Hindari Faktor Pemicu Kanker, Dokter Beri Saran
TEMPO.CO | 06/02/2021 08:45
Ilustrasi kanker (pixabay.com)
Ilustrasi kanker (pixabay.com)

TEMPO.CO, Jakarta - Kanker tergolong dalam tumor ganas yang berpotensi menyebar ke bagian tubuh lain secara cepat dan merusak sel sehat lain sehingga masuk dalam penyakit yang perlu diwaspadai.

"Tingkat keparahan seseorang yang mengidap kanker dibagi dalam stadium-stadium tertentu yang memiliki kegawatan berbeda serta penanganan yang berbeda," kata Dr. M. Yusuf Sp. OG (K) Onk, sebagai dokter spesialis kebidanan dan kandungan Eka Hospital BSD Tangerang Selatan.

Setiap orang memiliki potensi untuk terkena kanker tanpa tergolong usia lanjut karena disebabkan lingkungan yang tak bersih sehingga menimbulkan infeksi serta paparan zat karsiogenik berlebihan, seperti makanan olahan dan instan. Sebagai penyebab kematian terbanyak kedua di dunia setelah penyakit jantung, kanker ditimbulkan oleh pertumbuhan sel abnormal yang tidak terkendali dalam tubuh dan dapat merusak sel normal di sekitarnya.

Bahkan, sebagian besar kasus kanker yang baru terdiagnosis telah menyebar ke bagian tubuh lain sehingga keberhasilan terapi jadi tidak optimal. Gejala paling umum yang ditemui pada pengidap kanker adalah munculnya benjolan di tubuh, penurunan selera makan, rasa letih dan nyeri, dan pada beberapa kasus diikuti dengan pendarahan.

Namun, tidak semua penyakit kanker bergejala karena bisa saja seseorang tidak menunjukkan gejala apapun pada tahap stadium awal. Seseorang dapat mengidap kanker dikarenakan sejumlah faktor, terdiri dari faktor internal dan eksternal.
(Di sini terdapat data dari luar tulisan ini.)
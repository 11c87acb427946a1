//! Integration tests for the manifest fetcher.
//!
//! Each test stands up its own wiremock server so the fetcher is exercised
//! end-to-end: URL validation, HTTP status handling, size enforcement, and
//! lenient JSON decoding.

use folio::manifest::{fetch_manifest, ManifestError, MAX_MANIFEST_SIZE};
use wiremock::matchers::{method, path};
use wiremock::{Mock, MockServer, ResponseTemplate};

fn client() -> reqwest::Client {
    reqwest::Client::new()
}

async fn server_with_body(body: impl Into<String>) -> MockServer {
    let server = MockServer::start().await;
    Mock::given(method("GET"))
        .and(path("/content.json"))
        .respond_with(ResponseTemplate::new(200).set_body_string(body.into()))
        .mount(&server)
        .await;
    server
}

#[tokio::test]
async fn test_fetch_decodes_article_records() {
    let body = r#"[
        {
            "relative_path": "blog/2023/a",
            "title": "A",
            "quick_blurb": "x",
            "tags": ["t1"],
            "published_date": "2023-01-01",
            "html": "<p>A</p>"
        },
        {
            "relative_path": "notes/b",
            "title": "B",
            "quick_blurb": "y",
            "tags": [],
            "published_date": "2023-02-02",
            "html": "<p>B</p>"
        }
    ]"#;
    let server = server_with_body(body).await;

    let articles = fetch_manifest(&client(), &format!("{}/content.json", server.uri()))
        .await
        .unwrap();

    assert_eq!(articles.len(), 2);
    assert_eq!(articles[0].title, "A");
    assert_eq!(articles[0].tags, vec!["t1"]);
    assert_eq!(articles[1].relative_path, "notes/b");
    assert_eq!(articles[1].html, "<p>B</p>");
}

#[tokio::test]
async fn test_fetch_empty_manifest() {
    let server = server_with_body("[]").await;
    let articles = fetch_manifest(&client(), &format!("{}/content.json", server.uri()))
        .await
        .unwrap();
    assert!(articles.is_empty());
}

#[tokio::test]
async fn test_missing_fields_default_per_record() {
    // A record with absent tags/blurb must not fail the whole manifest
    let body = r#"[{"relative_path": "blog/a", "title": "Sparse"}]"#;
    let server = server_with_body(body).await;

    let articles = fetch_manifest(&client(), &format!("{}/content.json", server.uri()))
        .await
        .unwrap();

    assert_eq!(articles.len(), 1);
    assert_eq!(articles[0].title, "Sparse");
    assert!(articles[0].tags.is_empty());
    assert!(articles[0].random_image.is_none());
    assert_eq!(articles[0].quick_blurb, "");
}

#[tokio::test]
async fn test_http_error_status() {
    let server = MockServer::start().await;
    Mock::given(method("GET"))
        .and(path("/content.json"))
        .respond_with(ResponseTemplate::new(404))
        .mount(&server)
        .await;

    let err = fetch_manifest(&client(), &format!("{}/content.json", server.uri()))
        .await
        .unwrap_err();
    assert!(matches!(err, ManifestError::HttpStatus(404)));
}

#[tokio::test]
async fn test_malformed_json_is_decode_error() {
    let server = server_with_body("this is not json").await;
    let err = fetch_manifest(&client(), &format!("{}/content.json", server.uri()))
        .await
        .unwrap_err();
    assert!(matches!(err, ManifestError::Decode(_)));
}

#[tokio::test]
async fn test_non_array_json_is_decode_error() {
    let server = server_with_body(r#"{"articles": []}"#).await;
    let err = fetch_manifest(&client(), &format!("{}/content.json", server.uri()))
        .await
        .unwrap_err();
    assert!(matches!(err, ManifestError::Decode(_)));
}

#[tokio::test]
async fn test_oversized_body_rejected() {
    let server = server_with_body("x".repeat(MAX_MANIFEST_SIZE + 1)).await;
    let err = fetch_manifest(&client(), &format!("{}/content.json", server.uri()))
        .await
        .unwrap_err();
    assert!(matches!(err, ManifestError::ResponseTooLarge(_)));
}

#[tokio::test]
async fn test_connection_refused_is_network_error() {
    // Nothing listens on this port
    let err = fetch_manifest(&client(), "http://127.0.0.1:1/content.json")
        .await
        .unwrap_err();
    assert!(matches!(err, ManifestError::Network(_)));
}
Faktor eksternal pemicu kanker dapat berupa infeksi yang disebabkan oleh virus, jamur dan bakteri, paparan sinar ultra violet yang berlebihan, serta paparan zat karsiogenik (zat yang dapat menimbulkan pertumbuhan sel kanker). Sedangkan faktor internal pemicu kanker umumnya berupa genetik, namun jumlahnya hanya sekitar 10-20 persen dari populasi pengidap kanker serta biasanya spesifik terhadap jenis kanker-kanker tertentu.

Baca juga: Sering Terlambat Terdeteksi, Ini Pesan Pakar tentang Kanker Payudara

Untuk mengatasi kanker, masyarakat bisa menerapkan gaya hidup sehat dengan melakukan cek kesehatan secara berkala di fasilitas kesehatan dan cara sederhana, yakni mengecek adanya benjolan di tubuh. Selain pengecekan tubuh, gaya hidup sehat juga dapat diterapkan melalui kebiasaan yang positif, seperti diet seimbang dengan memperhatikan komposisi nutrisi dalam tubuh, misalnya karbohidrat, lemak, protein, hingga vitamin.

"Hindari makanan yang mengandung zat karsiogenik serta jauhi asap rokok. Tidak kalah penting, kesehatan juga dapat ditunjang dengan menjaga tubuh tetap bugar dengan cara rajin berolahraga," katanya.

Selain aspek fisik, aspek psikologis juga penting untuk diperhatikan dengan cara mengelola stres. Kanker juga dapat dipicu stres akibat kelelahan bekerja yang berdampak pada kesehatan mental. "Oleh karena itu, penting untuk mengelola stres dengan baik dan memiliki waktu istirahat yang cukup dengan tidur selama 8 - 10 jam atau sekadar menyempatkan untuk beristirahat sejenak di tengah-tengah waktu bekerja," katanya.